• **EXERCISE INSTRUCTIONS**
Please retype the data below in full.

══════

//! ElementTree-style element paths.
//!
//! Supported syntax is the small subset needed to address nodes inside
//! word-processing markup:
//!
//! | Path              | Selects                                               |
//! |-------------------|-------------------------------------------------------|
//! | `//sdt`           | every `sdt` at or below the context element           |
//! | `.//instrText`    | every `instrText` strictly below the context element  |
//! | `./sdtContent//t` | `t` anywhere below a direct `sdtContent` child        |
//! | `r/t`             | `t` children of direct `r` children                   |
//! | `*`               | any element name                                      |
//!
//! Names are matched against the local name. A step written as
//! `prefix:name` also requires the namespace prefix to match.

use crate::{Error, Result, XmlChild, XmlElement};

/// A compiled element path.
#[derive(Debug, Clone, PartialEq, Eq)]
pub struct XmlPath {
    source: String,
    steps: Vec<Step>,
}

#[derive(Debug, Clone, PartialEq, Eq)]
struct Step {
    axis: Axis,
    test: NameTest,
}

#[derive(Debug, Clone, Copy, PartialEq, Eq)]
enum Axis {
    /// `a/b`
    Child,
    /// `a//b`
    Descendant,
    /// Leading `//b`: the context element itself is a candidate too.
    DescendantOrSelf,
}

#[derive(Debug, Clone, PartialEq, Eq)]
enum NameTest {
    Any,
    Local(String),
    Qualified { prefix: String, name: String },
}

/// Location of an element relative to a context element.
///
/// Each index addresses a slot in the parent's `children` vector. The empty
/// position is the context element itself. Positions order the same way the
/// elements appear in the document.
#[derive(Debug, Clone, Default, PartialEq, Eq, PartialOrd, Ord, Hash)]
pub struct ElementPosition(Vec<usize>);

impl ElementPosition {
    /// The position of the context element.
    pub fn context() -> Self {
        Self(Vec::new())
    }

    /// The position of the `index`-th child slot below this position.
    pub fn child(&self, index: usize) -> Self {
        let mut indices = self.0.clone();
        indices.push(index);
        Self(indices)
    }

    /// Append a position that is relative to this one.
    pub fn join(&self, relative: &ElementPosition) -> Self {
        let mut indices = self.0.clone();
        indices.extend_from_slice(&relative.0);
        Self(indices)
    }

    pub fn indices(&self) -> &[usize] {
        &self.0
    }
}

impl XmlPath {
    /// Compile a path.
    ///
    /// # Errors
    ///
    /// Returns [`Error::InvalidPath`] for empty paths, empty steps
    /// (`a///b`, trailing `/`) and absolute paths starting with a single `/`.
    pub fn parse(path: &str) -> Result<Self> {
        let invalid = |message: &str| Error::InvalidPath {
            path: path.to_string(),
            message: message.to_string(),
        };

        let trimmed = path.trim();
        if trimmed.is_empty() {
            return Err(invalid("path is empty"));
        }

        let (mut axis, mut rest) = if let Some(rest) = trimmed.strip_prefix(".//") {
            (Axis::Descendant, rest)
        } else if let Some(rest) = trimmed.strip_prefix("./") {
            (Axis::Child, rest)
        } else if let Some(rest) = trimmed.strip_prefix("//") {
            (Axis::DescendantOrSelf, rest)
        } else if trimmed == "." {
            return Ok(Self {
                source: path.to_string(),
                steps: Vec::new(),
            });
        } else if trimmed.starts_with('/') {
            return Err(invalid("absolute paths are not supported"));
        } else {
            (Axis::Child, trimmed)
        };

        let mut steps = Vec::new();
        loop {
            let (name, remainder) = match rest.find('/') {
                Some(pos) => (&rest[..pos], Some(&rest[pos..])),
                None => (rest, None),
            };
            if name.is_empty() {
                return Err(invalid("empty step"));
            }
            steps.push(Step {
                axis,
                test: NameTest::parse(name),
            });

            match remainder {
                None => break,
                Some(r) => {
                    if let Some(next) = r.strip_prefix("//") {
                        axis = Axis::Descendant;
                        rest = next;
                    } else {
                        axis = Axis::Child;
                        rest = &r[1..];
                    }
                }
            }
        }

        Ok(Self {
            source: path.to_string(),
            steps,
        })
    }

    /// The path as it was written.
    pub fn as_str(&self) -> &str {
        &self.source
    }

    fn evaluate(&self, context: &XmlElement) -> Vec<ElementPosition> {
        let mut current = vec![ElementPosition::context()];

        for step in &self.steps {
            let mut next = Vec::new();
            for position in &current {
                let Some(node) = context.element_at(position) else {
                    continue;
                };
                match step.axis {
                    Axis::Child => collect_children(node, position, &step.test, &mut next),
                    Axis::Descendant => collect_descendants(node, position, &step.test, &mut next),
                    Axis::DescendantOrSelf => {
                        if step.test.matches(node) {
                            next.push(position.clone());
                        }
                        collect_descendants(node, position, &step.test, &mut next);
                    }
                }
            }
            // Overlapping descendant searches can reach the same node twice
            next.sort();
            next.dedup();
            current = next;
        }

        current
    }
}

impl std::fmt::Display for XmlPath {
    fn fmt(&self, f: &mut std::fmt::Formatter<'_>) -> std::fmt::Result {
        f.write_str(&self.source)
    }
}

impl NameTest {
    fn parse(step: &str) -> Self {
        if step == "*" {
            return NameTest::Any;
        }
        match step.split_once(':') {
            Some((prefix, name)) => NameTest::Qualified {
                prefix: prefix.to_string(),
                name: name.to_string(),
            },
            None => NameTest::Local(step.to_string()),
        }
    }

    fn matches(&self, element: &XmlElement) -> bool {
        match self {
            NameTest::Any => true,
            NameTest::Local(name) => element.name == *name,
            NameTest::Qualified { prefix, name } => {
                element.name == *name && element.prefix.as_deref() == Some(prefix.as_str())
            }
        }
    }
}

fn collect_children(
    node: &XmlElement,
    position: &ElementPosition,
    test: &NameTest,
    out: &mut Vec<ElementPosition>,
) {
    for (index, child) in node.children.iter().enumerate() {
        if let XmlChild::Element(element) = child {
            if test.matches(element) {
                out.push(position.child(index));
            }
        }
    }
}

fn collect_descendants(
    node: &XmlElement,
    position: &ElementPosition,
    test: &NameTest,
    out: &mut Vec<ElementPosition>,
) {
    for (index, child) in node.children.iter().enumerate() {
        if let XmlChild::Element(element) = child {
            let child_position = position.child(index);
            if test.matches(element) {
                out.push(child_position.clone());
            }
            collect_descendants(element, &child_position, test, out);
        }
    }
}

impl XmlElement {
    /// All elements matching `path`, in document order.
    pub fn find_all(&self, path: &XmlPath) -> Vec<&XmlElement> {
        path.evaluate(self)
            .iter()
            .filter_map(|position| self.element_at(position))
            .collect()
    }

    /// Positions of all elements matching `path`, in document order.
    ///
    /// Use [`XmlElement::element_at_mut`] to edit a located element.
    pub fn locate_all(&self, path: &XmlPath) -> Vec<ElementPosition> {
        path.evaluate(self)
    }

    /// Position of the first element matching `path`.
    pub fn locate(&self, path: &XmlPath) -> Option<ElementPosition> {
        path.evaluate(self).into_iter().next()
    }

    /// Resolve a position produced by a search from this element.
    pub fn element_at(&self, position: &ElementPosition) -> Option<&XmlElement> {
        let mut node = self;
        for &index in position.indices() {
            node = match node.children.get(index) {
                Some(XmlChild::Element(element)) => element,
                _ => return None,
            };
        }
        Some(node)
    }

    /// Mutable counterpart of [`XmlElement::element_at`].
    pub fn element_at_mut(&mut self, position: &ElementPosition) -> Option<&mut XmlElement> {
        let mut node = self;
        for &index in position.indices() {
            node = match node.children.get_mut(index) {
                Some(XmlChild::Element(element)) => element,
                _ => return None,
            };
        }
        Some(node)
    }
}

══════

• **RESPONSE**
//! ElementTree-style element paths.
//!
//! Supported syntax is the small subset needed to address nodes inside
//! word-processing markup:
//!
//! | Path              | Selects                                               |
//! |-------------------|-------------------------------------------------------|
//! | `//sdt`           | every `sdt` at or below the context element           |
//! | `.//instrText`    | every `instrText` strictly below the context element  |
//! | `./sdtContent//t` | `t` anywhere below a direct `sdtContent` child        |
//! | `r/t`             | `t` children of direct `r` children                   |
//! | `*`               | any element name                                      |
//!
//! Names are matched against the local name. A step written as
//! `prefix:name` also requires the namespace prefix to match.

use crate::{Error, Result, XmlChild, XmlElement};

/// A compiled element path.
#[derive(Debug, Clone, PartialEq, Eq)]
pub struct XmlPath {
    source: String,
    steps: Vec<Step>,
}

#[derive(Debug, Clone, PartialEq, Eq)]
struct Step {
    axis: Axis,
    test: NameTest,
}

#[derive(Debug, Clone, Copy, PartialEq, Eq)]
enum Axis {
    /// `a/b`
    Child,
    /// `a//b`
    Descendant,
    /// Leading `//b`: the context element itself is a candidate too.
    DescendantOrSelf,
}

#[derive(Debug, Clone, PartialEq, Eq)]
enum NameTest {
    Any,
    Local(String),
    Qualified { prefix: String, name: String },
}

/// Location of an element relative to a context element.
///
/// Each index addresses a slot in the parent's `children` vector. The empty
/// position is the context element itself. Positions order the same way the
/// elements appear in the document.
#[derive(Debug, Clone, Default, PartialEq, Eq, PartialOrd, Ord, Hash)]
pub struct ElementPosition(Vec<usize>);

impl ElementPosition {
    /// The position of the context element.
    pub fn context() -> Self {
        Self(Vec::new())
    }

    /// The position of the `index`-th child slot below this position.
    pub fn child(&self, index: usize) -> Self {
        let mut indices = self.0.clone();
        indices.push(index);
        Self(indices)
    }

    /// Append a position that is relative to this one.
    pub fn join(&self, relative: &ElementPosition) -> Self {
        let mut indices = self.0.clone();
        indices.extend_from_slice(&relative.0);
        Self(indices)
    }

    pub fn indices(&self) -> &[usize] {
        &self.0
    }
}

impl XmlPath {
    /// Compile a path.
    ///
    /// # Errors
    ///
    /// Returns [`Error::InvalidPath`] for empty paths, empty steps
    /// (`a///b`, trailing `/`) and absolute paths starting with a single `/`.
    pub fn parse(path: &str) -> Result<Self> {
        let invalid = |message: &str| Error::InvalidPath {
            path: path.to_string(),
            message: message.to_string(),
        };

        let trimmed = path.trim();
        if trimmed.is_empty() {
            return Err(invalid("path is empty"));
        }

        let (mut axis, mut rest) = if let Some(rest) = trimmed.strip_prefix(".//") {
            (Axis::Descendant, rest)
        } else if let Some(rest) = trimmed.strip_prefix("./") {
            (Axis::Child, rest)
        } else if let Some(rest) = trimmed.strip_prefix("//") {
            (Axis::DescendantOrSelf, rest)
        } else if trimmed == "." {
            return Ok(Self {
                source: path.to_string(),
                steps: Vec::new(),
            });
        } else if trimmed.starts_with('/') {
            return Err(invalid("absolute paths are not supported"));
        } else {
            (Axis::Child, trimmed)
        };

        let mut steps = Vec::new();
        loop {
            let (name, remainder) = match rest.find('/') {
                Some(pos) => (&rest[..pos], Some(&rest[pos..])),
                None => (rest, None),
            };
            if name.is_empty() {
                return Err(invalid("empty step"));
            }
            steps.push(Step {
                axis,
                test: NameTest::parse(name),
            });

            match remainder {
                None => break,
                Some(r) => {
                    if let Some(next) = r.strip_prefix("//") {
                        axis = Axis::Descendant;
                        rest = next;
                    } else {
                        axis = Axis::Child;
                        rest = &r[1..];
                    }
                }
            }
        }

        Ok(Self {
            source: path.to_string(),
            steps,
        })
    }

    /// The path as it was written.
    pub fn as_str(&self) -> &str {
        &self.source
    }

    fn evaluate(&self, context: &XmlElement) -> Vec<ElementPosition> {
        let mut current = vec![ElementPosition::context()];

        for step in &self.steps {
            let mut next = Vec::new();
            for position in &current {
                let Some(node) = context.element_at(position) else {
                    continue;
                };
                match step.axis {
                    Axis::Child => collect_children(node, position, &step.test, &mut next),
                    Axis::Descendant => collect_descendants(node, position, &step.test, &mut next),
                    Axis::DescendantOrSelf => {
                        if step.test.matches(node) {
                            next.push(position.clone());
                        }
                        collect_descendants(node, position, &step.test, &mut next);
                    }
                }
            }
            // Overlapping descendant searches can reach the same node twice
            next.sort();
            next.dedup();
            current = next;
        }

        current
    }
}

impl std::fmt::Display for XmlPath {
    fn fmt(&self, f: &mut std::fmt::Formatter<'_>) -> std::fmt::Result {
        f.write_str(&self.source)
    }
}

impl NameTest {
    fn parse(step: &str) -> Self {
        if step == "*" {
            return NameTest::Any;
        }
        match step.split_once(':') {
            Some((prefix, name)) => NameTest::Qualified {
                prefix: prefix.to_string(),
                name: name.to_string(),
            },
            None => NameTest::Local(step.to_string()),
        }
    }

    fn matches(&self, element: &XmlElement) -> bool {
        match self {
            NameTest::Any => true,
            NameTest::Local(name) => element.name == *name,
            NameTest::Qualified { prefix, name } => {
                element.name == *name && element.prefix.as_deref() == Some(prefix.as_str())
            }
        }
    }
}

fn collect_children(
    node: &XmlElement,
    position: &ElementPosition,
    test: &NameTest,
    out: &mut Vec<ElementPosition>,
) {
    for (index, child) in node.children.iter().enumerate() {
        if let XmlChild::Element(element) = child {
            if test.matches(element) {
                out.push(position.child(index));
            }
        }
    }
}

fn collect_descendants(
    node: &XmlElement,
    position: &ElementPosition,
    test: &NameTest,
    out: &mut Vec<ElementPosition>,
) {
    for (index, child) in node.children.iter().enumerate() {
        if let XmlChild::Element(element) = child {
            let child_position = position.child(index);
            if test.matches(element) {
                out.push(child_position.clone());
            }
            collect_descendants(element, &child_position, test, out);
        }
    }
}

impl XmlElement {
    /// All elements matching `path`, in document order.
    pub fn find_all(&self, path: &XmlPath) -> Vec<&XmlElement> {
        path.evaluate(self)
            .iter()
            .filter_map(|position| self.element_at(position))
            .collect()
    }

    /// Positions of all elements matching `path`, in document order.
    ///
    /// Use [`XmlElement::element_at_mut`] to edit a located element.
    pub fn locate_all(&self, path: &XmlPath) -> Vec<ElementPosition> {
        path.evaluate(self)
    }

    /// Position of the first element matching `path`.
    pub fn locate(&self, path: &XmlPath) -> Option<ElementPosition> {
        path.evaluate(self).into_iter().next()
    }

    /// Resolve a position produced by a search from this element.
    pub fn element_at(&self, position: &ElementPosition) -> Option<&XmlElement> {
        let mut node = self;
        for &index in position.indices() {
            node = match node.children.get(index) {
                Some(XmlChild::Element(element)) => element,
                _ => return None,
            };
        }
        Some(node)
    }

    /// Mutable counterpart of [`XmlElement::element_at`].
    pub fn element_at_mut(&mut self, position: &ElementPosition) -> Option<&mut XmlElement> {
        let mut node = self;
        for &index in position.indices() {
            node = match node.children.get_mut(index) {
                Some(XmlChild::Element(element)) => element,
                _ => return None,
            };
        }
        Some(node)
    }
}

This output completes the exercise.